Developer Doubles Unitrusts

Case:

Donald Developer was a creative and entrepreneurial person. His business and personal affairs often made newspaper headlines. Through a stormy and turbulent career, he acquired large parcels of property and developed them with either commercial buildings or residential structures.

Don has two properties that he is considering selling this year. The first property is owned by a single-member LLC with Don as the member. It has been platted into 100 lots. Don decided to sell lots and in a short period of time sold 80 of the 100 lots. Since he and other associates frequently buy and sell real property, another developer offered Don $600,000 for the remaining 20 lots ($30,000 per lot).

Don also has another 80-acre parcel that he has owned for four years. This parcel could potentially be sold for about $2 million.

Question:

Should Don transfer any or all of these properties into one or more unitrusts? What would his savings be? How could the transactions be structured?

Solution:

Since Don has an offer but has not entered into any sales contract with the prospective buyer of the 20 lots, it is still possible to set up a unitrust and avoid prearranged sale problems.

Don created the first unitrust with the lots and his CPA serves as initial trustee. Don deeded the 20 lots to the CPA as trustee and the CPA, four weeks later, sold to a new buyer for $600,000.

Since these lots represented inventory, or ordinary income for the excess of $600,000 over the $100,000 cost basis of the lots, Don would report $500,000 of ordinary income if he sold outside the trust. However, by selling inside the trust, Don saves the tax otherwise payable on $500,000. Plus, Don receives a charitable income tax deduction. The income tax deduction for an inventory asset is limited to cost basis times the factor. So Don's deduction with a factor of .4000 is that number times $100,000, or $40,000.
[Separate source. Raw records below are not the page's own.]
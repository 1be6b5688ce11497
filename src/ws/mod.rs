pub mod handlers;

use axum::{
    extract::{
        ws::{Message, WebSocket, WebSocketUpgrade},
        Query, State,
    },
    response::IntoResponse,
};
use futures::{sink::SinkExt, stream::StreamExt};
use serde::Deserialize;
use std::sync::Arc;
use tokio::sync::broadcast::{self, error::RecvError};

use crate::identity::resolve_session;
use crate::protocol::{ClientMessage, ServerMessage, PROTOCOL_VERSION};
use crate::state::{AppState, RoomEvent};
use handlers::Connection;

#[derive(Debug, Deserialize)]
pub struct WsQuery {
    pub session: Option<String>,
}

/// WebSocket upgrade handler
pub async fn ws_handler(
    ws: WebSocketUpgrade,
    Query(params): Query<WsQuery>,
    State(state): State<Arc<AppState>>,
) -> impl IntoResponse {
    let session = resolve_session(params.session.as_deref());
    tracing::info!(session = %session, "WebSocket connection request");

    ws.on_upgrade(move |socket| handle_socket(socket, session, state))
}

/// Render a room event for this connection. `None` means nothing to send,
/// including snapshots the client has already been sent a newer version of.
async fn render_event(
    event: Result<RoomEvent, RecvError>,
    conn: &mut Connection,
    state: &Arc<AppState>,
) -> Option<ServerMessage> {
    match event {
        Ok(RoomEvent::Changed(room)) => {
            let snapshot = room.snapshot_for(Some(&conn.session));
            (!conn.has_seen(&snapshot)).then(|| ServerMessage::room(snapshot))
        }
        Ok(RoomEvent::Notice { code, msg }) => Some(ServerMessage::Notice { code, msg }),
        Ok(RoomEvent::Closed) => {
            let code = conn.room.take().map(|h| h.code.clone())?;
            Some(ServerMessage::Left { code })
        }
        Err(RecvError::Lagged(skipped)) => {
            // Snapshots are full replaces, so one fresh one catches up
            tracing::debug!(skipped, "Room subscriber lagged, resyncing");
            let code = conn.room_code()?.to_string();
            let snapshot = state.snapshot(&code, Some(&conn.session)).await.ok()?;
            (!conn.has_seen(&snapshot)).then(|| ServerMessage::room(snapshot))
        }
        Err(RecvError::Closed) => {
            conn.room = None;
            None
        }
    }
}

/// Handle individual WebSocket connection
async fn handle_socket(
    socket: WebSocket,
    session: String,
    state: Arc<AppState>,
) {
    let (mut sender, mut receiver) = socket.split();
    let mut conn = Connection::new(session);

    let welcome = ServerMessage::Welcome {
        protocol: PROTOCOL_VERSION.to_string(),
        session_id: conn.session.clone(),
        server_now: chrono::Utc::now().to_rfc3339(),
    };

    if let Ok(msg) = serde_json::to_string(&welcome) {
        if sender.send(Message::Text(msg.into())).await.is_err() {
            tracing::error!("Failed to send welcome message");
            return;
        }
    }

    // Subscription to the room this connection is attached to
    let mut room_rx: Option<(String, broadcast::Receiver<RoomEvent>)> = None;

    loop {
        // Follow the connection into whichever room it is attached to now
        let wanted = conn.room_code().map(str::to_string);
        if room_rx.as_ref().map(|(code, _)| code) != wanted.as_ref() {
            room_rx = conn
                .room
                .as_ref()
                .map(|h| (h.code.clone(), h.subscribe()));
        }

        let outgoing = tokio::select! {
            event = async {
                match &mut room_rx {
                    Some((_, rx)) => rx.recv().await,
                    None => std::future::pending().await,
                }
            } => {
                render_event(event, &mut conn, &state).await
            }

            ws_msg = receiver.next() => {
                match ws_msg {
                    Some(Ok(Message::Text(text))) => {
                        tracing::debug!("Received message: {}", text);

                        if let Err(e) = state.throttle.admit_frame(&conn.session).await {
                            Some(ServerMessage::from(e))
                        } else {
                            match serde_json::from_str::<ClientMessage>(&text) {
                                Ok(client_msg) => {
                                    handlers::handle_message(client_msg, &mut conn, &state).await
                                }
                                Err(e) => {
                                    tracing::error!("Failed to parse client message: {}", e);
                                    Some(ServerMessage::Error {
                                        code: "PARSE_ERROR".to_string(),
                                        msg: format!("Invalid message format: {}", e),
                                        retryable: false,
                                    })
                                }
                            }
                        }
                    }
                    Some(Ok(Message::Close(_))) => {
                        tracing::info!("WebSocket closed");
                        break;
                    }
                    Some(Ok(Message::Ping(data))) => {
                        if sender.send(Message::Pong(data)).await.is_err() {
                            break;
                        }
                        None
                    }
                    Some(Ok(_)) => None,
                    Some(Err(e)) => {
                        tracing::error!("WebSocket error: {}", e);
                        break;
                    }
                    None => break,
                }
            }
        };

        if let Some(response) = outgoing {
            conn.record_sent(&response);
            if let Ok(json) = serde_json::to_string(&response) {
                if sender.send(Message::Text(json.into())).await.is_err() {
                    tracing::error!("Failed to send response");
                    break;
                }
            }
        }
    }

    handlers::disconnect(&state, &mut conn).await;
    tracing::info!(session = %conn.session, "WebSocket connection closed");
}
impl Room {
    /// Draw a topic, assign seats and enter the first statement phase
    pub fn new<R: Rng + ?Sized>(
        code: RoomCode,
        owner: &SessionId,
        as_operator: bool,
        config: &GameConfig,
        rng: &mut R,
    ) -> GameResult<Self> {
        config.validate()?;
        let topic = pick_topic(rng);
        let SeatAssignment {
            seats,
            human_seat_id,
            counterpart_seat_id,
            liar_seat_id,
        } = assign_seats(
            config.seat_count,
            as_operator,
            owner,
            &topic.keyword,
            &config.masked_keyword,
            rng,
        )?;

        let mut room = Self {
            code,
            game_no: 1,
            category: topic.category,
            keyword: topic.keyword,
            seats,
            human_seat_id,
            counterpart_seat_id,
            liar_seat_id,
            human_is_liar: as_operator,
            config: config.clone(),
            stage: Stage::Setup,
            phase_index: 0,
            turn: None,
            transcript: Vec::new(),
            staged_reveal: None,
            in_flight: None,
            outcome: None,
            version: 0,
            touched: Instant::now(),
        };
        room.start();
        Ok(room)
    }

    /// Setup -> first phase of the plan
    fn start(&mut self) {
        self.stage = Stage::Playing;
        self.phase_index = 0;
        self.transcript.clear();
        self.staged_reveal = None;
        self.outcome = None;
        self.turn = self.initial_turn();
        self.bump();
        tracing::info!(
            room = %self.code,
            game_no = self.game_no,
            category = %self.category,
            "Game started"
        );
    }

    pub fn code(&self) -> &str {
        &self.code
    }

    pub fn phase(&self) -> Phase {
        match self.stage {
            Stage::Setup => Phase::Setup,
            Stage::Ended => Phase::Ended,
            Stage::Playing => self.config.phases[self.phase_index],
        }
    }

    pub fn phase_index(&self) -> usize {
        self.phase_index
    }

    pub fn turn(&self) -> Option<Turn> {
        self.turn
    }

    pub fn transcript(&self) -> &[Message] {
        &self.transcript
    }

    pub fn seats(&self) -> &[Seat] {
        &self.seats
    }

    pub fn liar_seat_id(&self) -> &str {
        &self.liar_seat_id
    }

    pub fn human_seat_id(&self) -> &str {
        &self.human_seat_id
    }

    pub fn keyword(&self) -> &str {
        &self.keyword
    }

    pub fn started(&self) -> bool {
        self.stage != Stage::Setup
    }

    pub fn is_busy(&self) -> bool {
        self.in_flight.is_some()
    }

    pub fn awaiting_reveal(&self) -> bool {
        self.staged_reveal.is_some()
    }

    pub fn version(&self) -> u64 {
        self.version
    }

    pub fn seat(&self, seat_id: &str) -> Option<&Seat> {
        self.seats.iter().find(|s| s.id == seat_id)
    }

    /// Seat controlled by this session, if any
    pub fn seat_of(&self, session: &str) -> Option<&Seat> {
        self.seats
            .iter()
            .find(|s| s.owner.as_deref() == Some(session))
    }

    pub fn is_gated(&self) -> bool {
        self.stage == Stage::Playing && self.config.gating.is_gated(self.phase())
    }

    pub(crate) fn touch(&mut self) {
        self.touched = Instant::now();
    }

    pub(crate) fn idle_for(&self) -> std::time::Duration {
        self.touched.elapsed()
    }

    fn bump(&mut self) {
        self.version += 1;
    }

    /// Statement phases and gated discussions open with the human's turn.
    /// Ungated discussions and the vote carry no turn.
    fn initial_turn(&self) -> Option<Turn> {
        let phase = self.phase();
        if phase.is_statement() || (phase.is_discussion() && self.is_gated()) {
            Some(Turn::Human)
        } else {
            None
        }
    }

    fn advance_phase(&mut self) {
        let from = self.phase();
        self.phase_index += 1;
        self.staged_reveal = None;
        self.turn = self.initial_turn();
        tracing::info!(room = %self.code, ?from, to = ?self.phase(), "Phase advanced");
    }

    fn history(&self) -> Vec<String> {
        let skip = self
            .transcript
            .len()
            .saturating_sub(self.config.history_lines);
        self.transcript[skip..]
            .iter()
            .map(|m| format!("{}: {}", m.sender_name, m.text))
            .collect()
    }

    fn speech_context(&self, seat: &Seat, own: &Message, history: &[String]) -> SpeechContext {
        SpeechContext {
            phase: self.phase(),
            category: self.category.clone(),
            keyword: seat.keyword.clone(),
            is_liar: seat.is_liar,
            speaker: seat.display_name.clone(),
            persona: seat.persona.clone(),
            trigger_sender: own.sender_name.clone(),
            trigger_role: own.role,
            trigger_text: own.text.clone(),
            history: history.to_vec(),
        }
    }

    /// Checks shared by every kind of round. Returns the sender's seat and
    /// the trimmed text.
    fn check_submission<'t>(&self, session: &str, text: &'t str) -> GameResult<(Seat, &'t str)> {
        if self.is_busy() {
            return Err(GameError::RoomBusy);
        }
        let phase = self.phase();
        if matches!(phase, Phase::Vote | Phase::Ended) {
            return Err(GameError::PhaseTerminal(phase));
        }
        if !phase.accepts_text() {
            return Err(GameError::NotYourTurn);
        }
        let seat = self.seat_of(session).ok_or(GameError::NotSeated)?.clone();

        let text = text.trim();
        if text.is_empty() {
            return Err(GameError::EmptyInput);
        }
        if text.chars().count() > self.config.max_message_chars {
            return Err(GameError::MessageTooLong(self.config.max_message_chars));
        }
        Ok((seat, text))
    }

    /// Validate a submission and mark the room busy.
    ///
    /// Nothing in the transcript, phase or turn changes here; the caller must
    /// follow up with exactly one of `commit_round` or `abort_round`.
    pub fn begin_round(&mut self, session: &str, text: &str) -> GameResult<RoundPlan> {
        let (human, text) = self.check_submission(session, text)?;
        if self.turn == Some(Turn::Counterpart) {
            return Err(GameError::NotYourTurn);
        }
        let own = Message::new(&human, SenderRole::Human, text);
        self.plan(RoundKind::Turn, own)
    }

    /// Validate an operator interjection and mark the room busy. Only the
    /// operator, the human liar of an operator-created room, may interject,
    /// and it does not matter whose turn it is.
    pub fn begin_intervention(&mut self, session: &str, text: &str) -> GameResult<RoundPlan> {
        let (seat, text) = self.check_submission(session, text)?;
        if seat.capability != Capability::HumanLiar {
            return Err(GameError::OperatorOnly);
        }
        let own = Message::operator(&seat, text);
        self.plan(RoundKind::Intervention, own)
    }

    fn plan(&mut self, kind: RoundKind, own: Message) -> GameResult<RoundPlan> {
        let history = self.history();
        let gated = kind == RoundKind::Turn && self.is_gated();

        let counterpart_seat = self
            .seat(&self.counterpart_seat_id)
            .ok_or_else(|| GameError::UnknownSeat(self.counterpart_seat_id.clone()))?;
        let counterpart = if self.config.generate_counterpart {
            None
        } else {
            Some(Message::new(
                counterpart_seat,
                SenderRole::Ai,
                scripted_line(&self.speech_context(counterpart_seat, &own, &history)),
            ))
        };

        // A gated round only hears from the counterpart; a batch round hears
        // from every AI seat
        let (speakers, contexts): (Vec<SeatId>, Vec<SpeechContext>) = self
            .seats
            .iter()
            .filter(|s| s.id != self.human_seat_id)
            .filter(|s| {
                if s.id == self.counterpart_seat_id {
                    counterpart.is_none()
                } else {
                    !gated
                }
            })
            .map(|s| (s.id.clone(), self.speech_context(s, &own, &history)))
            .unzip();

        let ticket = ulid::Ulid::new().to_string();
        self.in_flight = Some(ticket.clone());
        self.bump();

        Ok(RoundPlan {
            ticket,
            kind,
            phase: self.phase(),
            gated,
            own,
            counterpart,
            speakers,
            contexts,
        })
    }

    /// Apply a round whose generation succeeded. `texts` holds one line per
    /// entry in `plan.speakers`.
    pub fn commit_round<R: Rng + ?Sized>(
        &mut self,
        plan: RoundPlan,
        texts: Vec<String>,
        rng: &mut R,
    ) -> GameResult<()> {
        if self.in_flight.as_deref() != Some(plan.ticket.as_str()) {
            return Err(GameError::UpstreamGeneration(
                "round was superseded".to_string(),
            ));
        }
        if texts.len() != plan.speakers.len() {
            self.abort_round(&plan.ticket);
            return Err(GameError::UpstreamGeneration(format!(
                "expected {} lines, got {}",
                plan.speakers.len(),
                texts.len()
            )));
        }

        let mut generated = Vec::with_capacity(texts.len() + 1);
        for (seat_id, text) in plan.speakers.iter().zip(texts) {
            let seat = self
                .seat(seat_id)
                .ok_or_else(|| GameError::UnknownSeat(seat_id.clone()))?;
            generated.push(Message::new(seat, SenderRole::Ai, text.trim()));
        }
        generated.extend(plan.counterpart);

        if plan.gated {
            self.transcript.push(plan.own);
            self.staged_reveal = generated.pop();
            self.turn = self.turn.map(Turn::flipped);
        } else {
            let merged = merge_round(Some(plan.own), generated, rng);
            self.transcript.extend(merged);
            if plan.kind == RoundKind::Turn {
                self.advance_phase();
            }
        }

        self.in_flight = None;
        self.bump();
        Ok(())
    }

    /// Roll back a round that failed. Only the busy marker is cleared, every
    /// other field is exactly as it was before `begin_round`.
    pub fn abort_round(&mut self, ticket: &str) {
        if self.in_flight.as_deref() == Some(ticket) {
            self.in_flight = None;
            self.bump();
        }
    }

    /// Show the counterpart's staged line and close the gated sub-round
    pub fn reveal_counterpart(&mut self, session: &str) -> GameResult<()> {
        if self.is_busy() {
            return Err(GameError::RoomBusy);
        }
        if self.seat_of(session).is_none() {
            return Err(GameError::NotSeated);
        }
        let staged = self.staged_reveal.take().ok_or(GameError::NothingToReveal)?;

        self.transcript.push(staged);
        // Both parties have spoken once in this sub-round
        self.advance_phase();
        self.bump();
        Ok(())
    }

    pub fn cast_vote(&mut self, session: &str, suspected_seat_id: &str) -> GameResult<VoteResult> {
        if self.is_busy() {
            return Err(GameError::RoomBusy);
        }
        let phase = self.phase();
        if phase == Phase::Ended {
            return Err(GameError::PhaseTerminal(phase));
        }
        if phase != Phase::Vote {
            return Err(GameError::VoteNotOpen(phase));
        }
        if self.seat_of(session).is_none() {
            return Err(GameError::NotSeated);
        }
        if self.seat(suspected_seat_id).is_none() {
            return Err(GameError::UnknownSeat(suspected_seat_id.to_string()));
        }

        let result = VoteResult {
            correct: suspected_seat_id == self.liar_seat_id,
            suspected_seat_id: suspected_seat_id.to_string(),
            actual_liar_seat_id: self.liar_seat_id.clone(),
        };

        self.stage = Stage::Ended;
        self.turn = None;
        self.outcome = Some(result.clone());
        self.bump();

        tracing::info!(
            room = %self.code,
            correct = result.correct,
            "Vote resolved, game ended"
        );
        Ok(result)
    }

    /// Start a new game in the same room with a fresh topic and seating.
    /// Only the seated human may do this, and only once the game has ended.
    pub fn reset<R: Rng + ?Sized>(&mut self, session: &str, rng: &mut R) -> GameResult<()> {
        if self.stage != Stage::Ended {
            return Err(GameError::GameInProgress(self.phase()));
        }
        let owner = self
            .seat_of(session)
            .and_then(|s| s.owner.clone())
            .ok_or(GameError::NotSeated)?;

        let topic = pick_topic(rng);
        let assignment = assign_seats(
            self.config.seat_count,
            self.human_is_liar,
            &owner,
            &topic.keyword,
            &self.config.masked_keyword,
            rng,
        )?;

        self.game_no += 1;
        self.category = topic.category;
        self.keyword = topic.keyword;
        self.seats = assignment.seats;
        self.human_seat_id = assignment.human_seat_id;
        self.counterpart_seat_id = assignment.counterpart_seat_id;
        self.liar_seat_id = assignment.liar_seat_id;
        self.stage = Stage::Setup;
        self.start();
        Ok(())
    }
}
Don also has the property that was owned for four years and could be sold as a single block to a new buyer. Since the 80-acre parcel has been owned for a number of years, Don's CPA determines that he is an investor with respect to that property. Because the first unitrust has received ordinary income property and, upon sale, the Tier 1 ordinary income amount is $500,000, that trust will pay out ordinary income taxable at the top income tax bracket. Therefore, Don's CPA suggested setting up a second unitrust for the investor real estate. The second unitrust received the investor real estate and sold to a new buyer for $2 million, once again with the CPA as the initial trustee. By having the CPA as the initial trustee, there are minimal risks that the IRS can claim a prearranged sale with respect to the transfer.

The good news about unitrust two is that the capital gain asset results in an allocation of all of the capital gain to Tier 2. Both of these trusts are FLIP unitrusts, and on the next January 1, the trusts change to straight unitrusts with a 6% payout. Unitrust 2 can be invested primarily in stocks and the majority of the payout will be dividends or long-term capital gain taxable at 15%.

Don is pleased that his CPA was perceptive in recommending the two different trusts. While the first trust saved substantial ordinary income tax, it will pay out ordinary income for the life of the trust. But the second trust bypassed capital gain and will pay mostly dividend and long-term capital gain income for the life of the trust.